TASK TO CARRY OUT:
For this exercise, repeat the records below exactly as written.

#### MATERIAL SHOWN

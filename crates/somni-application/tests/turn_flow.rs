//! Multi-turn pipeline scenarios with scripted capability agents.

use async_trait::async_trait;
use somni_application::TurnUseCase;
use somni_core::capability::{CapabilityError, CompletionAgent};
use somni_core::knowledge::BuiltinKnowledge;
use somni_core::schedule::{extract_schedule_section, parse_entries};
use somni_core::session::ChatMessage;
use somni_core::time::ClockTime;
use somni_core::turn::{OutputMode, TurnRequest, TurnResponse};
use std::sync::Arc;

const VALID_DOC: &str = "\
Your little one is doing great for 8 months - here's a rhythm to try.

## Suggested Schedule

- Wake: 6:45 AM
- Morning Nap: 9:00 AM
- Lunch: 12:00 PM
- Afternoon Nap: 2:30 PM
- Lights Out: 7:30 PM

## Notes

Keep wake windows consistent and adjust by 15 minutes at a time.
";

/// Answers each kind of capability request the pipeline can issue.
struct ScriptedCapability;

#[async_trait]
impl CompletionAgent for ScriptedCapability {
    fn name(&self) -> &str {
        "scripted"
    }

    async fn complete(&self, prompt: &str) -> Result<String, CapabilityError> {
        if prompt.contains("YES or NO") {
            Ok("YES".to_string())
        } else if prompt.contains("Return only a JSON object") {
            Ok("{}".to_string())
        } else {
            Ok(VALID_DOC.to_string())
        }
    }
}

fn usecase() -> TurnUseCase {
    let agent = Arc::new(ScriptedCapability);
    TurnUseCase::new(agent.clone(), agent, Arc::new(BuiltinKnowledge))
}

fn first_request(text: &str) -> TurnRequest {
    TurnRequest {
        messages: vec![ChatMessage::user(text)],
        session_id: None,
        extracted_fields: None,
        questions_asked: None,
        output_mode: None,
    }
}

#[tokio::test]
async fn two_turn_scenario_reaches_a_complete_schedule() {
    let usecase = usecase();

    // Turn 1: age comes from free text, wake time is still missing.
    let response = usecase
        .handle_turn(first_request(
            "8 month old wakes every 2 hours, no idea what to do",
        ))
        .await;
    let TurnResponse::NeedsInfo {
        session_id,
        extracted_fields,
        follow_up_question,
        quick_replies,
        questions_asked,
    } = response
    else {
        panic!("expected needs_info, got {response:?}");
    };
    assert_eq!(extracted_fields.age_months, Some(8));
    assert_eq!(extracted_fields.main_issue, None);
    assert!(follow_up_question.contains("wake up"));
    assert_eq!(quick_replies.len(), 5);
    assert_eq!(questions_asked, 1);

    // Turn 2: the wake-time chip resolves the last required slot.
    let response = usecase
        .handle_turn(TurnRequest {
            messages: vec![
                ChatMessage::user("8 month old wakes every 2 hours, no idea what to do"),
                ChatMessage::assistant(&follow_up_question),
                ChatMessage::user("6:30–7:00am"),
            ],
            session_id: Some(session_id.clone()),
            extracted_fields: Some(extracted_fields),
            questions_asked: Some(questions_asked),
            output_mode: None,
        })
        .await;
    let TurnResponse::Complete {
        session_id: final_session_id,
        extracted_fields,
        schedule_markdown,
        intro_message,
    } = response
    else {
        panic!("expected complete, got {response:?}");
    };
    assert_eq!(final_session_id, session_id);
    assert_eq!(extracted_fields.wake_time, Some(ClockTime::hm(6, 45)));
    assert!(!intro_message.is_empty());

    // Exactly one Wake row, and it is the first chronological entry.
    let section = extract_schedule_section(&schedule_markdown).unwrap();
    let entries = parse_entries(&section);
    let wake_rows: Vec<_> = entries
        .iter()
        .filter(|e| e.normalized_label.contains("wake"))
        .collect();
    assert_eq!(wake_rows.len(), 1);
    let earliest = entries.iter().filter_map(|e| e.time).min().unwrap();
    assert_eq!(wake_rows[0].time, Some(earliest));
}

#[tokio::test]
async fn off_topic_opening_is_redirected() {
    let response = usecase()
        .handle_turn(first_request("write me a poem about the sea"))
        .await;
    let TurnResponse::NeedsInfo {
        follow_up_question,
        quick_replies,
        questions_asked,
        ..
    } = response
    else {
        panic!("expected redirect, got {response:?}");
    };
    assert!(follow_up_question.contains("sleep"));
    assert!(quick_replies.is_empty());
    assert_eq!(questions_asked, 0);
}

#[tokio::test]
async fn disqualifier_beats_sleep_keywords() {
    let response = usecase()
        .handle_turn(first_request("my baby won't sleep, just kidding"))
        .await;
    let TurnResponse::NeedsInfo { quick_replies, .. } = response else {
        panic!("expected redirect, got {response:?}");
    };
    assert!(quick_replies.is_empty());
}

#[tokio::test]
async fn quick_replies_cannot_launder_an_off_topic_opening() {
    let usecase = usecase();
    let response = usecase
        .handle_turn(first_request("write me a poem about the sea"))
        .await;
    let TurnResponse::NeedsInfo { session_id, .. } = response else {
        panic!("expected redirect, got {response:?}");
    };

    // Adversarial client replays chip answers anyway.
    let response = usecase
        .handle_turn(TurnRequest {
            messages: vec![
                ChatMessage::user("write me a poem about the sea"),
                ChatMessage::user("4–6 months"),
                ChatMessage::user("6:30–7:00am"),
            ],
            session_id: Some(session_id),
            extracted_fields: None,
            questions_asked: Some(0),
            output_mode: None,
        })
        .await;
    assert!(
        matches!(response, TurnResponse::NeedsInfo { ref quick_replies, .. } if quick_replies.is_empty()),
        "chip bypass must still be refused, got {response:?}"
    );
}

#[tokio::test]
async fn unresolved_age_becomes_a_terminal_error() {
    let usecase = usecase();
    let mut messages = vec![ChatMessage::user(
        "my baby is really struggling with sleep lately",
    )];
    let mut session_id = None;
    let mut fields = None;
    let mut questions_asked = None;

    for _ in 0..3 {
        let response = usecase
            .handle_turn(TurnRequest {
                messages: messages.clone(),
                session_id: session_id.clone(),
                extracted_fields: fields.clone(),
                questions_asked,
                output_mode: None,
            })
            .await;
        let TurnResponse::NeedsInfo {
            session_id: sid,
            extracted_fields,
            follow_up_question,
            questions_asked: asked,
            ..
        } = response
        else {
            panic!("expected another question, got {response:?}");
        };
        messages.push(ChatMessage::assistant(&follow_up_question));
        messages.push(ChatMessage::user("I honestly could not say"));
        session_id = Some(sid);
        fields = Some(extracted_fields);
        questions_asked = Some(asked);
    }

    let response = usecase
        .handle_turn(TurnRequest {
            messages,
            session_id,
            extracted_fields: fields,
            questions_asked,
            output_mode: None,
        })
        .await;
    let TurnResponse::Error { error } = response else {
        panic!("expected terminal error, got {response:?}");
    };
    assert!(error.contains("age"), "error should ask for the age: {error}");
}

#[tokio::test]
async fn social_mode_completes_in_a_single_turn_with_defaults() {
    let response = usecase()
        .handle_turn(TurnRequest {
            messages: vec![ChatMessage::user("quick schedule for naps please")],
            session_id: None,
            extracted_fields: None,
            questions_asked: None,
            output_mode: Some(OutputMode::Social),
        })
        .await;
    let TurnResponse::Complete {
        extracted_fields, ..
    } = response
    else {
        panic!("expected complete, got {response:?}");
    };
    assert_eq!(extracted_fields.age_months, Some(12));
    assert_eq!(extracted_fields.wake_time, Some(ClockTime::hm(7, 0)));
    assert_eq!(extracted_fields.assumptions.len(), 2);
}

########

RESPONSE BELOW:
filename crates/somni-application/tests/turn_flow.rs
//! Multi-turn pipeline scenarios with scripted capability agents.

use async_trait::async_trait;
use somni_application::TurnUseCase;
use somni_core::capability::{CapabilityError, CompletionAgent};
use somni_core::knowledge::BuiltinKnowledge;
use somni_core::schedule::{extract_schedule_section, parse_entries};
use somni_core::session::ChatMessage;
use somni_core::time::ClockTime;
use somni_core::turn::{OutputMode, TurnRequest, TurnResponse};
use std::sync::Arc;

const VALID_DOC: &str = "\
Your little one is doing great for 8 months - here's a rhythm to try.

## Suggested Schedule

- Wake: 6:45 AM
- Morning Nap: 9:00 AM
- Lunch: 12:00 PM
- Afternoon Nap: 2:30 PM
- Lights Out: 7:30 PM

## Notes

Keep wake windows consistent and adjust by 15 minutes at a time.
";

/// Answers each kind of capability request the pipeline can issue.
struct ScriptedCapability;

#[async_trait]
impl CompletionAgent for ScriptedCapability {
    fn name(&self) -> &str {
        "scripted"
    }

    async fn complete(&self, prompt: &str) -> Result<String, CapabilityError> {
        if prompt.contains("YES or NO") {
            Ok("YES".to_string())
        } else if prompt.contains("Return only a JSON object") {
            Ok("{}".to_string())
        } else {
            Ok(VALID_DOC.to_string())
        }
    }
}

fn usecase() -> TurnUseCase {
    let agent = Arc::new(ScriptedCapability);
    TurnUseCase::new(agent.clone(), agent, Arc::new(BuiltinKnowledge))
}

fn first_request(text: &str) -> TurnRequest {
    TurnRequest {
        messages: vec![ChatMessage::user(text)],
        session_id: None,
        extracted_fields: None,
        questions_asked: None,
        output_mode: None,
    }
}

#[tokio::test]
async fn two_turn_scenario_reaches_a_complete_schedule() {
    let usecase = usecase();

    // Turn 1: age comes from free text, wake time is still missing.
    let response = usecase
        .handle_turn(first_request(
            "8 month old wakes every 2 hours, no idea what to do",
        ))
        .await;
    let TurnResponse::NeedsInfo {
        session_id,
        extracted_fields,
        follow_up_question,
        quick_replies,
        questions_asked,
    } = response
    else {
        panic!("expected needs_info, got {response:?}");
    };
    assert_eq!(extracted_fields.age_months, Some(8));
    assert_eq!(extracted_fields.main_issue, None);
    assert!(follow_up_question.contains("wake up"));
    assert_eq!(quick_replies.len(), 5);
    assert_eq!(questions_asked, 1);

    // Turn 2: the wake-time chip resolves the last required slot.
    let response = usecase
        .handle_turn(TurnRequest {
            messages: vec![
                ChatMessage::user("8 month old wakes every 2 hours, no idea what to do"),
                ChatMessage::assistant(&follow_up_question),
                ChatMessage::user("6:30–7:00am"),
            ],
            session_id: Some(session_id.clone()),
            extracted_fields: Some(extracted_fields),
            questions_asked: Some(questions_asked),
            output_mode: None,
        })
        .await;
    let TurnResponse::Complete {
        session_id: final_session_id,
        extracted_fields,
        schedule_markdown,
        intro_message,
    } = response
    else {
        panic!("expected complete, got {response:?}");
    };
    assert_eq!(final_session_id, session_id);
    assert_eq!(extracted_fields.wake_time, Some(ClockTime::hm(6, 45)));
    assert!(!intro_message.is_empty());

    // Exactly one Wake row, and it is the first chronological entry.
    let section = extract_schedule_section(&schedule_markdown).unwrap();
    let entries = parse_entries(&section);
    let wake_rows: Vec<_> = entries
        .iter()
        .filter(|e| e.normalized_label.contains("wake"))
        .collect();
    assert_eq!(wake_rows.len(), 1);
    let earliest = entries.iter().filter_map(|e| e.time).min().unwrap();
    assert_eq!(wake_rows[0].time, Some(earliest));
}

#[tokio::test]
async fn off_topic_opening_is_redirected() {
    let response = usecase()
        .handle_turn(first_request("write me a poem about the sea"))
        .await;
    let TurnResponse::NeedsInfo {
        follow_up_question,
        quick_replies,
        questions_asked,
        ..
    } = response
    else {
        panic!("expected redirect, got {response:?}");
    };
    assert!(follow_up_question.contains("sleep"));
    assert!(quick_replies.is_empty());
    assert_eq!(questions_asked, 0);
}

#[tokio::test]
async fn disqualifier_beats_sleep_keywords() {
    let response = usecase()
        .handle_turn(first_request("my baby won't sleep, just kidding"))
        .await;
    let TurnResponse::NeedsInfo { quick_replies, .. } = response else {
        panic!("expected redirect, got {response:?}");
    };
    assert!(quick_replies.is_empty());
}

#[tokio::test]
async fn quick_replies_cannot_launder_an_off_topic_opening() {
    let usecase = usecase();
    let response = usecase
        .handle_turn(first_request("write me a poem about the sea"))
        .await;
    let TurnResponse::NeedsInfo { session_id, .. } = response else {
        panic!("expected redirect, got {response:?}");
    };

    // Adversarial client replays chip answers anyway.
    let response = usecase
        .handle_turn(TurnRequest {
            messages: vec![
                ChatMessage::user("write me a poem about the sea"),
                ChatMessage::user("4–6 months"),
                ChatMessage::user("6:30–7:00am"),
            ],
            session_id: Some(session_id),
            extracted_fields: None,
            questions_asked: Some(0),
            output_mode: None,
        })
        .await;
    assert!(
        matches!(response, TurnResponse::NeedsInfo { ref quick_replies, .. } if quick_replies.is_empty()),
        "chip bypass must still be refused, got {response:?}"
    );
}

#[tokio::test]
async fn unresolved_age_becomes_a_terminal_error() {
    let usecase = usecase();
    let mut messages = vec![ChatMessage::user(
        "my baby is really struggling with sleep lately",
    )];
    let mut session_id = None;
    let mut fields = None;
    let mut questions_asked = None;

    for _ in 0..3 {
        let response = usecase
            .handle_turn(TurnRequest {
                messages: messages.clone(),
                session_id: session_id.clone(),
                extracted_fields: fields.clone(),
                questions_asked,
                output_mode: None,
            })
            .await;
        let TurnResponse::NeedsInfo {
            session_id: sid,
            extracted_fields,
            follow_up_question,
            questions_asked: asked,
            ..
        } = response
        else {
            panic!("expected another question, got {response:?}");
        };
        messages.push(ChatMessage::assistant(&follow_up_question));
        messages.push(ChatMessage::user("I honestly could not say"));
        session_id = Some(sid);
        fields = Some(extracted_fields);
        questions_asked = Some(asked);
    }

    let response = usecase
        .handle_turn(TurnRequest {
            messages,
            session_id,
            extracted_fields: fields,
            questions_asked,
            output_mode: None,
        })
        .await;
    let TurnResponse::Error { error } = response else {
        panic!("expected terminal error, got {response:?}");
    };
    assert!(error.contains("age"), "error should ask for the age: {error}");
}

#[tokio::test]
async fn social_mode_completes_in_a_single_turn_with_defaults() {
    let response = usecase()
        .handle_turn(TurnRequest {
            messages: vec![ChatMessage::user("quick schedule for naps please")],
            session_id: None,
            extracted_fields: None,
            questions_asked: None,
            output_mode: Some(OutputMode::Social),
        })
        .await;
    let TurnResponse::Complete {
        extracted_fields, ..
    } = response
    else {
        panic!("expected complete, got {response:?}");
    };
    assert_eq!(extracted_fields.age_months, Some(12));
    assert_eq!(extracted_fields.wake_time, Some(ClockTime::hm(7, 0)));
    assert_eq!(extracted_fields.assumptions.len(), 2);
}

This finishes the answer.